■ **Dataset excerpts**:
★ ★ ★ ★
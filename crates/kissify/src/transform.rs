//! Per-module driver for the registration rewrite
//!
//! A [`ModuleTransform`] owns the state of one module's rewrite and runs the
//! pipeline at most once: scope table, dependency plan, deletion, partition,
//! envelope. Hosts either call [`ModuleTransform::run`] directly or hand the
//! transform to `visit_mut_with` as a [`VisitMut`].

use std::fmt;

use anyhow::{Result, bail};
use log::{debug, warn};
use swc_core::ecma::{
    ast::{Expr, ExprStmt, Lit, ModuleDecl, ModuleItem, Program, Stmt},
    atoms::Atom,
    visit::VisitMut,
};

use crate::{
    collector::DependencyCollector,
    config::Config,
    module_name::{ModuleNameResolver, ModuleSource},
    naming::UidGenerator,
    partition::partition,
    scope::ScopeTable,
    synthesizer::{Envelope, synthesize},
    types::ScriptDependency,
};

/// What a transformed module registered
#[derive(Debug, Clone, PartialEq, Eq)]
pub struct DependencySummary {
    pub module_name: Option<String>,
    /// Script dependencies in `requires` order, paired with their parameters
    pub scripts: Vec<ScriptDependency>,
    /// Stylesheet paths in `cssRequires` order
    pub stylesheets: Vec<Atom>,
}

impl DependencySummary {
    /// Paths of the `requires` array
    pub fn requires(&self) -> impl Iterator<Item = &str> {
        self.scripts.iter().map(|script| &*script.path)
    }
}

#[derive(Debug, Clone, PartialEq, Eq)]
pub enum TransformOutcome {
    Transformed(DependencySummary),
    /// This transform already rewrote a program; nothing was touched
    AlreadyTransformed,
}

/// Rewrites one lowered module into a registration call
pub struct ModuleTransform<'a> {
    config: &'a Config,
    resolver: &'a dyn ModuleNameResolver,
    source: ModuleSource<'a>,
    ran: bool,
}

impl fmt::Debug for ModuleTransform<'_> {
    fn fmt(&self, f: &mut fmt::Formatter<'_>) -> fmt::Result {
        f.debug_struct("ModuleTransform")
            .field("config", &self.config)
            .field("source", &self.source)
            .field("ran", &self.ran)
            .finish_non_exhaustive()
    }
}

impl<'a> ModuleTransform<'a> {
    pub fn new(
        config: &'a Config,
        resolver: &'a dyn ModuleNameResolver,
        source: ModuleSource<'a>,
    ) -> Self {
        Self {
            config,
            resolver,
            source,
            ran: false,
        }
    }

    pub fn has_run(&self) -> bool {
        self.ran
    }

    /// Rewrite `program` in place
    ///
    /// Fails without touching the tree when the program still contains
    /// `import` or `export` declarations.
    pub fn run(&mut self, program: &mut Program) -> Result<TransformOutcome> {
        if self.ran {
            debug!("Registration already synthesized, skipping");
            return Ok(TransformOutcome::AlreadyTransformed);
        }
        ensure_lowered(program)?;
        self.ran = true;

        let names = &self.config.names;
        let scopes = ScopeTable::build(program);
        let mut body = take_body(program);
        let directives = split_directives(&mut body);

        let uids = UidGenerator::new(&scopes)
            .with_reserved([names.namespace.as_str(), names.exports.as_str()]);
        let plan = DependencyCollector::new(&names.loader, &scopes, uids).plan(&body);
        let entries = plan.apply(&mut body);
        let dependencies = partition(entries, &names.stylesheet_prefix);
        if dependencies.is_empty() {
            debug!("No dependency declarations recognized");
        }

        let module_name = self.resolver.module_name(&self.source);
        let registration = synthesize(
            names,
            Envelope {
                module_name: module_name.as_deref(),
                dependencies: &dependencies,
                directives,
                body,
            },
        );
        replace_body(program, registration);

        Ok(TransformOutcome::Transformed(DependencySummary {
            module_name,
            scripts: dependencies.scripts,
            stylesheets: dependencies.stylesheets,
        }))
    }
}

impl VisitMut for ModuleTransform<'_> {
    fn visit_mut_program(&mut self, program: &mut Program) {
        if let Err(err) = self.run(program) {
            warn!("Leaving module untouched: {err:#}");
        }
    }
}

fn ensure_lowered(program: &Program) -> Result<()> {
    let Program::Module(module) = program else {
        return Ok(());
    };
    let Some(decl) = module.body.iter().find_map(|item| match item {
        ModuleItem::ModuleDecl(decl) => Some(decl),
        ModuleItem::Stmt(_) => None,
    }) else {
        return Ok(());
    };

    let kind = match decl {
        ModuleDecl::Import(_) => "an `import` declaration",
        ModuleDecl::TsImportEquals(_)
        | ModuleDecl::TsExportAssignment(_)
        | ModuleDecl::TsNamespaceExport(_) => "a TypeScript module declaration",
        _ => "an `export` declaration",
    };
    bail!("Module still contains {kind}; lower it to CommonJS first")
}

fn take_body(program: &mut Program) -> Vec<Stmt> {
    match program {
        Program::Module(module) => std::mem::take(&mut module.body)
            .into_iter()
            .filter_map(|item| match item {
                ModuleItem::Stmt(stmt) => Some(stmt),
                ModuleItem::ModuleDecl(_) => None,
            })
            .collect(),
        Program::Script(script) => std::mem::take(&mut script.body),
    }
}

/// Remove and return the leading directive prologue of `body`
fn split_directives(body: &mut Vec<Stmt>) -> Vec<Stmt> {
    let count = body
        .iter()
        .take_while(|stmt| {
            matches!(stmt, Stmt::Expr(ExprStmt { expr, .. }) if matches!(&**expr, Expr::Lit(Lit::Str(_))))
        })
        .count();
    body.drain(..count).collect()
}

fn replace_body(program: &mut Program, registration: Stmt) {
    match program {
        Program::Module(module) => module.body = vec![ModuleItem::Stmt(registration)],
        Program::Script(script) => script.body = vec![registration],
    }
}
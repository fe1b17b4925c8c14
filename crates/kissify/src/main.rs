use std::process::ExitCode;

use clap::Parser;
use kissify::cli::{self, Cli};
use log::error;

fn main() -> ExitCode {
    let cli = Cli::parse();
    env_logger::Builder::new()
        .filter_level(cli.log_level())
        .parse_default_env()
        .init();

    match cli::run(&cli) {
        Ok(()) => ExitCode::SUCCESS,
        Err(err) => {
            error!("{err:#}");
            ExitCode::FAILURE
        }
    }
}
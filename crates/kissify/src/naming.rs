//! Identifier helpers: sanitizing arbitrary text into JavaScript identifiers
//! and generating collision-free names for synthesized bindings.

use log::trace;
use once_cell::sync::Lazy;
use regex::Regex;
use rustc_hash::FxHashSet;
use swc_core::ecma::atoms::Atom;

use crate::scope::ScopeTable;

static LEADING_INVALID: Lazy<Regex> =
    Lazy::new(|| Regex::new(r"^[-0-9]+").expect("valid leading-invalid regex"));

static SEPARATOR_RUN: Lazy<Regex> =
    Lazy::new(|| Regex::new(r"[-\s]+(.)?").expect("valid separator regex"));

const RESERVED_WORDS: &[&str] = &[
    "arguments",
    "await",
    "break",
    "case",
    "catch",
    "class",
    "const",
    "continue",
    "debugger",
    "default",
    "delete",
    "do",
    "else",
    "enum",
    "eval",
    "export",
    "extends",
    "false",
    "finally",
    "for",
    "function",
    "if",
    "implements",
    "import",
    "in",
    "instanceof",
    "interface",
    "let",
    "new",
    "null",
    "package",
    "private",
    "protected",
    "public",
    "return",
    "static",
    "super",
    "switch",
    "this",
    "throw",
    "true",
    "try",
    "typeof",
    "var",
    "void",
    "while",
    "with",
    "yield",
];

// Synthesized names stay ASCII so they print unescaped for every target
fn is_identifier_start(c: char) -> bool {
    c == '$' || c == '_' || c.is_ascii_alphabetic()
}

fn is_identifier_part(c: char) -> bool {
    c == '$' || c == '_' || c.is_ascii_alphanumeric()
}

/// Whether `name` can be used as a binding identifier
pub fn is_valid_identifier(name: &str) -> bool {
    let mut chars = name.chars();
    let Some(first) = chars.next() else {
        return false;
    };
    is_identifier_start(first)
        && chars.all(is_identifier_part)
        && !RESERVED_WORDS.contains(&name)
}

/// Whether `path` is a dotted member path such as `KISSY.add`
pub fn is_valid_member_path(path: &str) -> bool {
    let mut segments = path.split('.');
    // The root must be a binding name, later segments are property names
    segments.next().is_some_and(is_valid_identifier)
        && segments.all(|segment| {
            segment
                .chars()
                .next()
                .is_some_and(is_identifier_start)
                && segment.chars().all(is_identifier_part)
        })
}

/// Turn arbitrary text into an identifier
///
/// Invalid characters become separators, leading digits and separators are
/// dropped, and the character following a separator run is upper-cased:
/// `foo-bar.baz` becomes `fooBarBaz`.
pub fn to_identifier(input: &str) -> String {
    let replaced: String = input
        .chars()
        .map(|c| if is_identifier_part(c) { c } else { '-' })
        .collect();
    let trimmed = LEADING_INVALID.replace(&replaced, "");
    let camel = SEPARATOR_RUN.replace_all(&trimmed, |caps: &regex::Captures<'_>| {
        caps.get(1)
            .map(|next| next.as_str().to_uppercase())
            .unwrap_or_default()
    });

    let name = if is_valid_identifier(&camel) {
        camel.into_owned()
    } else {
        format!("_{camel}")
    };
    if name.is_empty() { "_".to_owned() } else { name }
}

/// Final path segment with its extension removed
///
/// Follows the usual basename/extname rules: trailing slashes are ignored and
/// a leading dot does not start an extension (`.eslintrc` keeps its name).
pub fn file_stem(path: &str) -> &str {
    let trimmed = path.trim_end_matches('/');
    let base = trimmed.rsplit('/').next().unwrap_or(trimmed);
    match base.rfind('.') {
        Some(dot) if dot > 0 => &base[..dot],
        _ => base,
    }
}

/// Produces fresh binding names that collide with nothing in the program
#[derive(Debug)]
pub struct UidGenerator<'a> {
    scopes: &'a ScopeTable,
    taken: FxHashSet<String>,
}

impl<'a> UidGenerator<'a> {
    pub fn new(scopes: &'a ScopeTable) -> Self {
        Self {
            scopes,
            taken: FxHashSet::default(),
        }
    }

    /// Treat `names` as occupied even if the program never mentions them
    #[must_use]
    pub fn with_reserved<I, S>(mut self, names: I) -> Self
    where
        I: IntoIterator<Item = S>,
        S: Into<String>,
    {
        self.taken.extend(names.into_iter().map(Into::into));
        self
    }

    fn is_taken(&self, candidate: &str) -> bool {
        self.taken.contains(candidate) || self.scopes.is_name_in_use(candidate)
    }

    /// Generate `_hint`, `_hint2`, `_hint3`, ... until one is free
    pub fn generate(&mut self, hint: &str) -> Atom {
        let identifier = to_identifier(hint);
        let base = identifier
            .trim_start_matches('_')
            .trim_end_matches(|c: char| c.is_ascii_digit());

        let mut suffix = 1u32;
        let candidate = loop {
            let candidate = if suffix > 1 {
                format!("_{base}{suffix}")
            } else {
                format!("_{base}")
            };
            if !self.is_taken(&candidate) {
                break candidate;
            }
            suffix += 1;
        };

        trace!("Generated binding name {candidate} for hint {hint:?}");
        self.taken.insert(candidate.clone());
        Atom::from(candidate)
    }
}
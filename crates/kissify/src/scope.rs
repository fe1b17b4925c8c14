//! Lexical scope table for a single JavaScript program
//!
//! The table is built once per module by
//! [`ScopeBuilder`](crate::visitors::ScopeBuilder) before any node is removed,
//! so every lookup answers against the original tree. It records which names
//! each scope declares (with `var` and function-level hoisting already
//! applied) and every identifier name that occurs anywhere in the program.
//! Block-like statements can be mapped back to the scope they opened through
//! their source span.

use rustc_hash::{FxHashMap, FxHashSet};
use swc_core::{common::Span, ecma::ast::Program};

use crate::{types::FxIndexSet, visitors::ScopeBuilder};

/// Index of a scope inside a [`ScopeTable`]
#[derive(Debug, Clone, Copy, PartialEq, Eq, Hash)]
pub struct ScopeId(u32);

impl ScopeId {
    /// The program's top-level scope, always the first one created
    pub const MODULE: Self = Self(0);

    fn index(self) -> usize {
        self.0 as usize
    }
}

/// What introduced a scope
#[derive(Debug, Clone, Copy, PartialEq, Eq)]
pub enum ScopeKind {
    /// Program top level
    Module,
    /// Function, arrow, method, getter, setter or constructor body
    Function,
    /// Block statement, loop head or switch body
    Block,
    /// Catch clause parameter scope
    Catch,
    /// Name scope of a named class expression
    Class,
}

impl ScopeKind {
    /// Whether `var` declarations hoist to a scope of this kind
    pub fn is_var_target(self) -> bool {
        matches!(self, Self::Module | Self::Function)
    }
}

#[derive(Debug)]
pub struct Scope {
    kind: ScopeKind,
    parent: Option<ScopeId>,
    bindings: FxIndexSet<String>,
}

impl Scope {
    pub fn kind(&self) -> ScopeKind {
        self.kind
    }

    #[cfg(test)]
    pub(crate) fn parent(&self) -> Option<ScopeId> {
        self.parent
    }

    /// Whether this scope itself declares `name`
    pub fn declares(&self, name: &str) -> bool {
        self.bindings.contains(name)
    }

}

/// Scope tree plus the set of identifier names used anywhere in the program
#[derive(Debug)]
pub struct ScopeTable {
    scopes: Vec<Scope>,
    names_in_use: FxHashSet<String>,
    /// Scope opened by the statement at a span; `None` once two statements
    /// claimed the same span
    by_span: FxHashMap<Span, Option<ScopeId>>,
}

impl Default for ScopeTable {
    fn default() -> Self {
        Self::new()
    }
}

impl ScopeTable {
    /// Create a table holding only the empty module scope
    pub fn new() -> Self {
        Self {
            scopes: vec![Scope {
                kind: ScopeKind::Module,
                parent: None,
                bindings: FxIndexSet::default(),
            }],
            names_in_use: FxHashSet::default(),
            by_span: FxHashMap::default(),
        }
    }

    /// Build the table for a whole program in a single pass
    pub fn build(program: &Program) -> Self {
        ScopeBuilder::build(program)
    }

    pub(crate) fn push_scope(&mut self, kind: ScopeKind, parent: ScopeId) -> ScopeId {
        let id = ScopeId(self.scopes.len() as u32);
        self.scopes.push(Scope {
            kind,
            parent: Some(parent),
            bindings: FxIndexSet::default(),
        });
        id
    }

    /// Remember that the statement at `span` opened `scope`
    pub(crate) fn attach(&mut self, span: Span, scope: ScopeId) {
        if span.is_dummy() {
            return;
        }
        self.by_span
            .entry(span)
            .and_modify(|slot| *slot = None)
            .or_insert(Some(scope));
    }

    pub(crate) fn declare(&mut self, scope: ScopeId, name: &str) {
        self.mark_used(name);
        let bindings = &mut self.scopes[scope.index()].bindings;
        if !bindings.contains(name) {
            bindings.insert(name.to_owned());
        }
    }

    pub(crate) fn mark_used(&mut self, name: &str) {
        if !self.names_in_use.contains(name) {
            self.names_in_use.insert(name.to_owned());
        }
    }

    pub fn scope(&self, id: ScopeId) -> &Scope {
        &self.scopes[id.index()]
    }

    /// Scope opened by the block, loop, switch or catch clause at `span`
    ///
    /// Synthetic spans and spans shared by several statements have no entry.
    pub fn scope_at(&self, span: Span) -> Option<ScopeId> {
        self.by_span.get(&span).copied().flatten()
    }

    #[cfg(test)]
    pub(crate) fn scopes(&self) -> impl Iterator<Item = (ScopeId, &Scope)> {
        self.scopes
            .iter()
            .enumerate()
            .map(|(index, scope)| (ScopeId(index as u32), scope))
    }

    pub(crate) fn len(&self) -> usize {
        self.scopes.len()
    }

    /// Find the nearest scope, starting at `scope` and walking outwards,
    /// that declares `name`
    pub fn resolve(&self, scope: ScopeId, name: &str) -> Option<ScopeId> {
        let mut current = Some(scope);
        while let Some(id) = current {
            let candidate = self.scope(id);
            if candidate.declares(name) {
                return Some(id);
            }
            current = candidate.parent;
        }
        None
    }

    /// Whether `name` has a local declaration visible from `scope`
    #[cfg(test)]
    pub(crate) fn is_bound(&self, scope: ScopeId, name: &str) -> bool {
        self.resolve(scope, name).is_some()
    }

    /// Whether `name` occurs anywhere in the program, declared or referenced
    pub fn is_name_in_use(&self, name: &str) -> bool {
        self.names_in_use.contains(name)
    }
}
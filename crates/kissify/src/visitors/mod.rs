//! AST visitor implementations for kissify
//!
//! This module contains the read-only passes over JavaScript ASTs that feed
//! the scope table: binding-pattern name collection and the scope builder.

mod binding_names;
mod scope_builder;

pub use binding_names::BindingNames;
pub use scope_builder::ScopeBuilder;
★ ★ ★ ★
■ **Work required**:
From the entries above, give again exactly the lines running from the line with "and runs the" to the line with "transformed module registered"; include both of those lines.

■ **Expected answer**:
//! A [`ModuleTransform`] owns the state of one module's rewrite and runs the
//! pipeline at most once: scope table, dependency plan, deletion, partition,
//! envelope. Hosts either call [`ModuleTransform::run`] directly or hand the
//! transform to `visit_mut_with` as a [`VisitMut`].

use std::fmt;

use anyhow::{Result, bail};
use log::{debug, warn};
use swc_core::ecma::{
    ast::{Expr, ExprStmt, Lit, ModuleDecl, ModuleItem, Program, Stmt},
    atoms::Atom,
    visit::VisitMut,
};

use crate::{
    collector::DependencyCollector,
    config::Config,
    module_name::{ModuleNameResolver, ModuleSource},
    naming::UidGenerator,
    partition::partition,
    scope::ScopeTable,
    synthesizer::{Envelope, synthesize},
    types::ScriptDependency,
};

/// What a transformed module registered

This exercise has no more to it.